Research Project Summary Information
The Use of NY State Cheese Whey as an Energy Feed Stock(ST10463-1)
SUNY Research Foundation
This project originally requested funding at the Demonstration Project level ($400,000), under the title of “Demonstration of a Novel Bio-Reactor for Ethanol Production from Cheese Whey.” The TEP recommended reduced funding of $75,000, to investigate some unanswered questions in the proposal prior to funding a full demonstration project.
SUNY College of Environmental Science and Forestry (ESF) is a leading research institution in the field of bio-processing and the production of biofuels. This project, in collaboration with the Central New York Biotechnology Application Center, examined the availability, cost, and usability of residual cheese whey from New York State cheese-making operations for bioenergy and bioproduct applications.

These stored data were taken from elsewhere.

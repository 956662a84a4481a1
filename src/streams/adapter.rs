use super::notification::{Observe, ValueOnly, WithProgress};
use crate::{
    platform::{MaybeSend, SharedPtr, WeakPtr},
    reader::{
        BlobOf, ErrorOf, EventKind, FileReader, FromReadResult, ListenerId, ListenerOptions,
        ReadMode, ReaderEvent, ReaderFactory, ReadyState,
    },
};
use futures::stream::{FusedStream, Stream};
use std::{
    collections::VecDeque,
    fmt,
    marker::PhantomData,
    pin::Pin,
    sync::Mutex,
    task::{Context, Poll, Waker},
};
use tracing::{debug, trace};

// ----------- Session Inbox -----------

struct Inbox<I, E> {
    queue: VecDeque<Result<I, E>>,
    // Set once the terminal item is queued
    finished: bool,
    errored: bool,
    waker: Option<Waker>,
}

type SharedInbox<I, E> = SharedPtr<Mutex<Inbox<I, E>>>;

fn new_inbox<I, E>() -> SharedInbox<I, E> {
    SharedPtr::new(Mutex::new(Inbox {
        queue: VecDeque::new(),
        finished: false,
        errored: false,
        waker: None,
    }))
}

/// Queues an item unless the session already received its terminal item
fn deliver<I, E>(inbox: &SharedInbox<I, E>, item: Result<I, E>, terminal: bool) {
    let waker = {
        let mut inbox = inbox.lock().unwrap();
        if inbox.finished {
            return;
        }
        inbox.errored = terminal && item.is_err();
        inbox.queue.push_back(item);
        inbox.finished = terminal;
        inbox.waker.take()
    };
    if let Some(waker) = waker {
        waker.wake();
    }
}

// ----------- Read Session -----------

/// The reader of a session and the listeners it registered on it.
///
/// Terminal listeners hold it weakly so they can detach the whole session
/// from inside the platform's dispatch.
struct Attachment<R: FileReader> {
    reader: R,
    listeners: Mutex<Vec<(EventKind, ListenerId)>>,
}

impl<R: FileReader> Attachment<R> {
    fn detach(&self) {
        let listeners = std::mem::take(&mut *self.listeners.lock().unwrap());
        if listeners.is_empty() {
            return;
        }
        trace!(count = listeners.len(), "detaching read listeners");
        for (kind, id) in listeners {
            self.reader.remove_event_listener(kind, id);
        }
    }
}

fn detach_weak<R: FileReader>(attachment: &WeakPtr<Attachment<R>>) {
    if let Some(attachment) = attachment.upgrade() {
        attachment.detach();
    }
}

/// One reader bound to one subscription. Its listeners are detached as soon
/// as the terminal event arrives; dropping it earlier detaches them and
/// aborts the read if it is still loading.
struct ReadSession<R: FileReader> {
    attachment: SharedPtr<Attachment<R>>,
    mode: ReadMode,
}

impl<R: FileReader> ReadSession<R> {
    fn open<T, P>(
        reader: R,
        mode: ReadMode,
        blob: &R::Blob,
        inbox: &SharedInbox<P::Item<T>, R::Error>,
    ) -> Self
    where
        T: FromReadResult + MaybeSend + 'static,
        P: Observe,
    {
        let attachment = SharedPtr::new(Attachment {
            reader,
            listeners: Mutex::new(Vec::with_capacity(4)),
        });
        let reader = &attachment.reader;
        let attach = |kind: EventKind, id: ListenerId| {
            attachment.listeners.lock().unwrap().push((kind, id));
        };

        let load_inbox = inbox.clone();
        let load_attachment = SharedPtr::downgrade(&attachment);
        let id = reader.add_event_listener(
            EventKind::Load,
            Box::new(move |event: &ReaderEvent<R::Error>| {
                if let ReaderEvent::Load(progress, result) = event {
                    let value = T::from_read_result(result.clone());
                    deliver(&load_inbox, Ok(P::terminal(progress, value)), true);
                    detach_weak(&load_attachment);
                }
            }),
            ListenerOptions::ONCE,
        );
        attach(EventKind::Load, id);

        let error_inbox = inbox.clone();
        let error_attachment = SharedPtr::downgrade(&attachment);
        let id = reader.add_event_listener(
            EventKind::Error,
            Box::new(move |event: &ReaderEvent<R::Error>| {
                if let ReaderEvent::Error(error) = event {
                    deliver(&error_inbox, Err(error.clone()), true);
                    detach_weak(&error_attachment);
                }
            }),
            ListenerOptions::ONCE,
        );
        attach(EventKind::Error, id);

        if P::PROGRESS {
            for (kind, options) in [
                (EventKind::LoadStart, ListenerOptions::ONCE),
                (EventKind::Progress, ListenerOptions::default()),
            ] {
                let progress_inbox = inbox.clone();
                let id = reader.add_event_listener(
                    kind,
                    Box::new(move |event: &ReaderEvent<R::Error>| {
                        if let ReaderEvent::LoadStart(progress) | ReaderEvent::Progress(progress) =
                            event
                        {
                            trace!(loaded = progress.loaded, total = progress.total, "read progress");
                            if let Some(item) = P::intermediate::<T>(progress) {
                                deliver(&progress_inbox, Ok(item), false);
                            }
                        }
                    }),
                    options,
                );
                attach(kind, id);
            }
        }

        let started = match mode {
            ReadMode::DataUrl => reader.read_as_data_url(blob),
            ReadMode::BinaryString => reader.read_as_binary_string(blob),
            ReadMode::Text => reader.read_as_text(blob),
            ReadMode::ArrayBuffer => reader.read_as_array_buffer(blob),
        };
        match started {
            Ok(()) => debug!(%mode, progress = P::PROGRESS, "read session started"),
            Err(error) => {
                debug!(%mode, "read could not be started");
                deliver(inbox, Err(error), true);
                attachment.detach();
            }
        }

        Self { attachment, mode }
    }
}

impl<R: FileReader> Drop for ReadSession<R> {
    fn drop(&mut self) {
        self.attachment.detach();
        if self.attachment.reader.ready_state() == ReadyState::Loading {
            debug!(mode = %self.mode, "read session cancelled, aborting reader");
            self.attachment.reader.abort();
        }
    }
}

// ----------- Stream -----------

/// Observable lifecycle of a [`ReadStream`].
///
/// `Completed` and `Errored` are reported as soon as the reader's terminal
/// event arrives, even while the terminal item is still waiting to be polled.
#[derive(Debug, Clone, Copy, PartialEq, Eq)]
pub enum SessionState {
    Idle,
    Reading,
    Completed,
    Errored,
    /// Ended by [`ReadStream::cancel`] before its terminal item was consumed
    Cancelled,
}

enum Phase<R: FileReader, I> {
    Idle,
    Reading {
        session: ReadSession<R>,
        inbox: SharedInbox<I, R::Error>,
    },
    Terminated(SessionState),
}

/// Lazy stream over a single read.
///
/// Nothing happens until the first poll, which creates a reader from the
/// factory and starts the read. The stream then yields what the reader's
/// events produce and ends after the terminal item. Dropping it early
/// detaches its listeners and aborts the read.
///
/// Cloning yields a new, unsubscribed stream for the same blob; each clone
/// performs its own read.
pub struct ReadStream<F, T, P = ValueOnly>
where
    F: ReaderFactory,
    T: FromReadResult + MaybeSend + 'static,
    P: Observe,
{
    factory: F,
    mode: ReadMode,
    blob: BlobOf<F>,
    phase: Phase<F::Reader, P::Item<T>>,
    _phantom: PhantomData<fn() -> (T, P)>,
}

impl<F, T> ReadStream<F, T, ValueOnly>
where
    F: ReaderFactory,
    T: FromReadResult + MaybeSend + 'static,
{
    pub fn new(factory: F, mode: ReadMode, blob: BlobOf<F>) -> Self {
        Self {
            factory,
            mode,
            blob,
            phase: Phase::Idle,
            _phantom: PhantomData,
        }
    }

    /// Switch to yielding [`ProgressNotification`](super::ProgressNotification)s.
    ///
    /// The returned stream is unsubscribed. If this stream was already
    /// reading, that read is cancelled: its listeners are detached and the
    /// reader is aborted if still loading.
    pub fn with_progress(self) -> ReadStream<F, T, WithProgress> {
        let ReadStream {
            factory,
            mode,
            blob,
            ..
        } = self;
        ReadStream {
            factory,
            mode,
            blob,
            phase: Phase::Idle,
            _phantom: PhantomData,
        }
    }
}

impl<F, T, P> ReadStream<F, T, P>
where
    F: ReaderFactory,
    T: FromReadResult + MaybeSend + 'static,
    P: Observe,
{
    pub fn mode(&self) -> ReadMode {
        self.mode
    }

    pub fn blob(&self) -> &BlobOf<F> {
        &self.blob
    }

    pub fn state(&self) -> SessionState {
        match &self.phase {
            Phase::Idle => SessionState::Idle,
            Phase::Reading { inbox, .. } => {
                let inbox = inbox.lock().unwrap();
                match (inbox.finished, inbox.errored) {
                    (false, _) => SessionState::Reading,
                    (true, false) => SessionState::Completed,
                    (true, true) => SessionState::Errored,
                }
            }
            Phase::Terminated(state) => *state,
        }
    }

    /// Ends the stream without waiting for the read. An in-flight read is
    /// aborted and any queued items are discarded. Streams that already
    /// finished keep their state.
    pub fn cancel(&mut self) {
        if matches!(self.phase, Phase::Terminated(_)) {
            return;
        }
        debug!(mode = %self.mode, "read stream cancelled");
        // Drops the session, detaching its listeners
        self.phase = Phase::Terminated(SessionState::Cancelled);
    }
}

impl<F, T, P> Stream for ReadStream<F, T, P>
where
    F: ReaderFactory,
    T: FromReadResult + MaybeSend + 'static,
    P: Observe,
{
    type Item = Result<P::Item<T>, ErrorOf<F>>;

    fn poll_next(self: Pin<&mut Self>, cx: &mut Context<'_>) -> Poll<Option<Self::Item>> {
        let this = self.get_mut();
        loop {
            let inbox = match &this.phase {
                Phase::Idle => {
                    let inbox = new_inbox();
                    let session = ReadSession::open::<T, P>(
                        this.factory.create_reader(),
                        this.mode,
                        &this.blob,
                        &inbox,
                    );
                    this.phase = Phase::Reading { session, inbox };
                    continue;
                }
                Phase::Reading { inbox, .. } => inbox.clone(),
                Phase::Terminated(_) => return Poll::Ready(None),
            };

            let (item, done) = {
                let mut inbox = inbox.lock().unwrap();
                match inbox.queue.pop_front() {
                    Some(item) => {
                        let done = inbox.finished && inbox.queue.is_empty();
                        (Some(item), done)
                    }
                    None if inbox.finished => (None, true),
                    None => {
                        if !inbox.waker.as_ref().is_some_and(|w| w.will_wake(cx.waker())) {
                            inbox.waker = Some(cx.waker().clone());
                        }
                        return Poll::Pending;
                    }
                }
            };

            if done {
                let state = match item {
                    Some(Err(_)) => SessionState::Errored,
                    _ => SessionState::Completed,
                };
                debug!(mode = %this.mode, ?state, "read session finished");
                this.phase = Phase::Terminated(state);
            }
            return Poll::Ready(item);
        }
    }

    fn size_hint(&self) -> (usize, Option<usize>) {
        match self.phase {
            Phase::Terminated(_) => (0, Some(0)),
            _ if P::PROGRESS => (0, None),
            _ => (0, Some(1)),
        }
    }
}

impl<F, T, P> FusedStream for ReadStream<F, T, P>
where
    F: ReaderFactory,
    T: FromReadResult + MaybeSend + 'static,
    P: Observe,
{
    fn is_terminated(&self) -> bool {
        matches!(self.phase, Phase::Terminated(_))
    }
}

// Fields are never structurally pinned
impl<F, T, P> Unpin for ReadStream<F, T, P>
where
    F: ReaderFactory,
    T: FromReadResult + MaybeSend + 'static,
    P: Observe,
{
}

impl<F, T, P> Clone for ReadStream<F, T, P>
where
    F: ReaderFactory,
    T: FromReadResult + MaybeSend + 'static,
    P: Observe,
{
    fn clone(&self) -> Self {
        Self {
            factory: self.factory.clone(),
            mode: self.mode,
            blob: self.blob.clone(),
            phase: Phase::Idle,
            _phantom: PhantomData,
        }
    }
}

impl<F, T, P> fmt::Debug for ReadStream<F, T, P>
where
    F: ReaderFactory,
    T: FromReadResult + MaybeSend + 'static,
    P: Observe,
{
    fn fmt(&self, f: &mut fmt::Formatter<'_>) -> fmt::Result {
        f.debug_struct("ReadStream")
            .field("mode", &self.mode)
            .field("progress", &P::PROGRESS)
            .field("state", &self.state())
            .finish()
    }
}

Large-scale cheese manufacturers often dry cheese whey permeate that results from their process and then sell it as a feed supplement. Additionally, drying the permeate is an energy intensive process. Small-scale operations often cannot justify the capital investment required for dryers. Companies that do not recover whey protein dispose of cheese whey via municipal waste treatment, lagoon dumping, farm spreading or anaerobic digestion. This study compared the relative merits of converting cheese whey to ethanol, through pure culture anaerobic fermentation, to converting cheese whey to methane/process heat/electricity through the use of a mixed culture anaerobic digester, including an energy balance. Secondary objectives included comparing cheese whey to other feedstock, including corn and woody biomass, for the production of fuel-grade ethanol. The contractor was also to develop a production cost estimate and computer model for ethanol and one or more other materials that can be produced from cheese whey, using different production scales, as well as cost assumptions for the cost of the cheese whey starting material.

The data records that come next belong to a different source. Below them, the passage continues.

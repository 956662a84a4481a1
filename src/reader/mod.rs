pub mod blob;
pub mod encoding;
pub mod error;
pub mod task;

pub use blob::*;
pub use error::*;
pub use task::*;

use crate::platform::{Listener, MaybeSend, MaybeSync, SharedPtr};
use std::{fmt, ops::Deref};

// ----------- Read Modes -----------

/// Selects which of the four read operations a reader performs, and so the
/// shape of its result.
#[derive(Debug, Clone, Copy, PartialEq, Eq, Hash)]
pub enum ReadMode {
    DataUrl,
    /// Deprecated in the DOM; kept for parity with `readAsBinaryString`.
    BinaryString,
    Text,
    ArrayBuffer,
}

impl ReadMode {
    pub const ALL: [ReadMode; 4] = [
        ReadMode::DataUrl,
        ReadMode::BinaryString,
        ReadMode::Text,
        ReadMode::ArrayBuffer,
    ];

    /// Name of the DOM method this mode corresponds to
    pub const fn method_name(self) -> &'static str {
        match self {
            ReadMode::DataUrl => "readAsDataURL",
            ReadMode::BinaryString => "readAsBinaryString",
            ReadMode::Text => "readAsText",
            ReadMode::ArrayBuffer => "readAsArrayBuffer",
        }
    }
}

impl fmt::Display for ReadMode {
    fn fmt(&self, f: &mut fmt::Formatter<'_>) -> fmt::Result {
        f.write_str(self.method_name())
    }
}

// ----------- Reader State -----------

#[derive(Debug, Clone, Copy, PartialEq, Eq)]
pub enum ReadyState {
    Empty,
    Loading,
    Done,
}

// ----------- Events -----------

#[derive(Debug, Clone, Copy, PartialEq, Eq, Hash)]
pub enum EventKind {
    LoadStart,
    Progress,
    Load,
    Error,
    Abort,
    LoadEnd,
}

impl EventKind {
    pub const fn name(self) -> &'static str {
        match self {
            EventKind::LoadStart => "loadstart",
            EventKind::Progress => "progress",
            EventKind::Load => "load",
            EventKind::Error => "error",
            EventKind::Abort => "abort",
            EventKind::LoadEnd => "loadend",
        }
    }
}

impl fmt::Display for EventKind {
    fn fmt(&self, f: &mut fmt::Formatter<'_>) -> fmt::Result {
        f.write_str(self.name())
    }
}

/// Byte counters carried by every progress-style event.
///
/// `total` is meaningless when `length_computable` is false.
#[derive(Debug, Clone, Copy, PartialEq, Eq, Default)]
pub struct ProgressEvent {
    pub length_computable: bool,
    pub loaded: u64,
    pub total: u64,
}

impl ProgressEvent {
    pub const fn new(length_computable: bool, loaded: u64, total: u64) -> Self {
        Self {
            length_computable,
            loaded,
            total,
        }
    }
}

/// Event delivered to listeners registered on a [`FileReader`].
#[derive(Debug, Clone)]
pub enum ReaderEvent<E> {
    LoadStart(ProgressEvent),
    Progress(ProgressEvent),
    /// The read finished; carries the decoded result.
    Load(ProgressEvent, ReadResult),
    Error(E),
    Abort(ProgressEvent),
    LoadEnd(ProgressEvent),
}

impl<E> ReaderEvent<E> {
    pub fn kind(&self) -> EventKind {
        match self {
            ReaderEvent::LoadStart(_) => EventKind::LoadStart,
            ReaderEvent::Progress(_) => EventKind::Progress,
            ReaderEvent::Load(..) => EventKind::Load,
            ReaderEvent::Error(_) => EventKind::Error,
            ReaderEvent::Abort(_) => EventKind::Abort,
            ReaderEvent::LoadEnd(_) => EventKind::LoadEnd,
        }
    }
}

#[derive(Debug, Clone, Copy, PartialEq, Eq, Default)]
pub struct ListenerOptions {
    /// Remove the listener after its first invocation
    pub once: bool,
}

impl ListenerOptions {
    pub const ONCE: ListenerOptions = ListenerOptions { once: true };
}

#[derive(Debug, Clone, Copy, PartialEq, Eq, Hash, PartialOrd, Ord)]
pub struct ListenerId(pub u64);

// ----------- Results -----------

/// Immutable shared byte buffer, cheap to clone.
#[derive(Clone, PartialEq, Eq, Hash)]
pub struct ArrayBuffer(SharedPtr<[u8]>);

impl ArrayBuffer {
    pub fn byte_length(&self) -> usize {
        self.0.len()
    }

    pub fn to_vec(&self) -> Vec<u8> {
        self.0.to_vec()
    }
}

impl Deref for ArrayBuffer {
    type Target = [u8];

    fn deref(&self) -> &[u8] {
        &self.0
    }
}

impl AsRef<[u8]> for ArrayBuffer {
    fn as_ref(&self) -> &[u8] {
        &self.0
    }
}

impl From<Vec<u8>> for ArrayBuffer {
    fn from(bytes: Vec<u8>) -> Self {
        ArrayBuffer(SharedPtr::from(bytes))
    }
}

impl From<&[u8]> for ArrayBuffer {
    fn from(bytes: &[u8]) -> Self {
        ArrayBuffer(SharedPtr::from(bytes))
    }
}

impl fmt::Debug for ArrayBuffer {
    fn fmt(&self, f: &mut fmt::Formatter<'_>) -> fmt::Result {
        f.debug_struct("ArrayBuffer")
            .field("byte_length", &self.byte_length())
            .finish()
    }
}

/// What a reader holds after a successful read.
#[derive(Debug, Clone, PartialEq, Eq)]
pub enum ReadResult {
    Text(String),
    ArrayBuffer(ArrayBuffer),
}

/// Conversion from a platform [`ReadResult`] into the value a stream yields.
///
/// The read mode decides the result shape, so a mismatch only happens with a
/// misbehaving platform; it is converted rather than rejected.
pub trait FromReadResult: Sized {
    fn from_read_result(result: ReadResult) -> Self;
}

impl FromReadResult for String {
    fn from_read_result(result: ReadResult) -> Self {
        match result {
            ReadResult::Text(text) => text,
            ReadResult::ArrayBuffer(buffer) => String::from_utf8_lossy(&buffer).into_owned(),
        }
    }
}

impl FromReadResult for ArrayBuffer {
    fn from_read_result(result: ReadResult) -> Self {
        match result {
            ReadResult::ArrayBuffer(buffer) => buffer,
            ReadResult::Text(text) => ArrayBuffer::from(text.into_bytes()),
        }
    }
}

impl FromReadResult for ReadResult {
    fn from_read_result(result: ReadResult) -> Self {
        result
    }
}

// ----------- Platform Traits -----------

/// An event-driven file reading handle, modelled on the DOM `FileReader`.
///
/// One handle performs at most one read at a time. Events are dispatched to
/// listeners at some later point on the caller's executor; implementations
/// must never invoke a listener after it has been removed, and must let a
/// running listener remove listeners (itself included).
pub trait FileReader: MaybeSend + MaybeSync + 'static {
    type Blob: Clone + MaybeSend + 'static;
    type Error: Clone + MaybeSend + 'static;

    fn add_event_listener(
        &self,
        kind: EventKind,
        listener: Listener<Self::Error>,
        options: ListenerOptions,
    ) -> ListenerId;

    fn remove_event_listener(&self, kind: EventKind, id: ListenerId);

    fn read_as_data_url(&self, blob: &Self::Blob) -> Result<(), Self::Error>;

    fn read_as_binary_string(&self, blob: &Self::Blob) -> Result<(), Self::Error>;

    fn read_as_text(&self, blob: &Self::Blob) -> Result<(), Self::Error>;

    fn read_as_array_buffer(&self, blob: &Self::Blob) -> Result<(), Self::Error>;

    fn ready_state(&self) -> ReadyState;

    /// Cancels an in-progress read. Only meaningful while `Loading`.
    fn abort(&self);
}

/// Creates a fresh [`FileReader`] for every read session.
pub trait ReaderFactory: Clone + MaybeSend + 'static {
    type Reader: FileReader;

    fn create_reader(&self) -> Self::Reader;
}

pub type BlobOf<F> = <<F as ReaderFactory>::Reader as FileReader>::Blob;
pub type ErrorOf<F> = <<F as ReaderFactory>::Reader as FileReader>::Error;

The production of cheese whey results in a considerable waste disposal problem for cheese manufacturers. This project examined the feasibility for New York State's cheese manufacturers to create a bioproduct or biofuel from this waste product.

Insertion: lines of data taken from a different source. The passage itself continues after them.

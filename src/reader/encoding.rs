//! Turns the bytes of a finished read into the result for each [`ReadMode`].

use super::{ArrayBuffer, ReadMode, ReadResult};
use base64::{Engine as _, engine::general_purpose::STANDARD};

const DEFAULT_DATA_URL_TYPE: &str = "application/octet-stream";
const UTF8_BOM: &[u8] = b"\xEF\xBB\xBF";

pub fn encode(mode: ReadMode, bytes: Vec<u8>, content_type: &str) -> ReadResult {
    match mode {
        ReadMode::DataUrl => ReadResult::Text(data_url(&bytes, content_type)),
        ReadMode::BinaryString => ReadResult::Text(binary_string(&bytes)),
        ReadMode::Text => ReadResult::Text(utf8_text(&bytes)),
        ReadMode::ArrayBuffer => ReadResult::ArrayBuffer(ArrayBuffer::from(bytes)),
    }
}

pub fn data_url(bytes: &[u8], content_type: &str) -> String {
    let content_type = if content_type.is_empty() {
        DEFAULT_DATA_URL_TYPE
    } else {
        content_type
    };
    format!("data:{};base64,{}", content_type, STANDARD.encode(bytes))
}

/// One char per byte, code point equal to the byte value
pub fn binary_string(bytes: &[u8]) -> String {
    bytes.iter().map(|&b| char::from(b)).collect()
}

pub fn utf8_text(bytes: &[u8]) -> String {
    let bytes = bytes.strip_prefix(UTF8_BOM).unwrap_or(bytes);
    String::from_utf8_lossy(bytes).into_owned()
}
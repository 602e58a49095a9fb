//! Session orchestration: data model, events, the state machine and the
//! dispatcher loop that feeds it.
//!
//! ```text
//!  ConnectionManager ─┐
//!  RecognitionCtrl  ──┼─ SessionEvent ─▶ EventDispatcher ─▶ SessionStateMachine
//!  PlaybackCtrl     ──┤        ▲                 │                 │
//!  UI (click)       ──┘        │                 ◀── Vec<Command> ─┘
//!                              │                 │
//!                              └── controllers ◀─┘  (connect/send/close,
//!                                                    start/stop, speak/cancel)
//! ```

pub mod dispatcher;
pub mod event;
pub mod machine;
pub mod state;

pub use dispatcher::{Controllers, EventDispatcher};
pub use event::{
    event_channel, ConnectionId, EventReceiver, EventSender, PassId, PlaybackId, SessionEvent,
};
pub use machine::{Command, ConversationPolicy, SessionStateMachine};
pub use state::{
    new_shared_view, ConversationId, Session, SessionId, SessionState, SessionView, SharedView,
    Transcript,
};
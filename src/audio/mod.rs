//! Audio devices: microphone capture, format conversion and speaker output.
//!
//! ```text
//! Microphone → cpal callback → AudioChunk (std mpsc) → to_mono_16k → recogniser
//! MP3 bytes  → decode_mp3 → resample(device rate) → cpal output stream
//! ```

pub mod capture;
pub mod convert;
pub mod output;

pub use capture::{AudioChunk, AudioSource, CaptureError, MicrophoneSource, StreamHandle};
pub use convert::{downmix, resample, to_mono_16k, TARGET_SAMPLE_RATE};
pub use output::{decode_mp3, AudioSink, CpalSink, DecodedAudio, OutputError};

The study concluded that the costs associated with producing ethanol from cheese whey were too high to produce a desired return on investment, due to the complexity of the process, and the necessity for much greater capital expenditures. Economic analysis demonstrated that anaerobic digestion can be a cost effective alternative for a cheese manufacturing facility that transports its cheese whey permeate to a waste treatment facility or for farm spreading.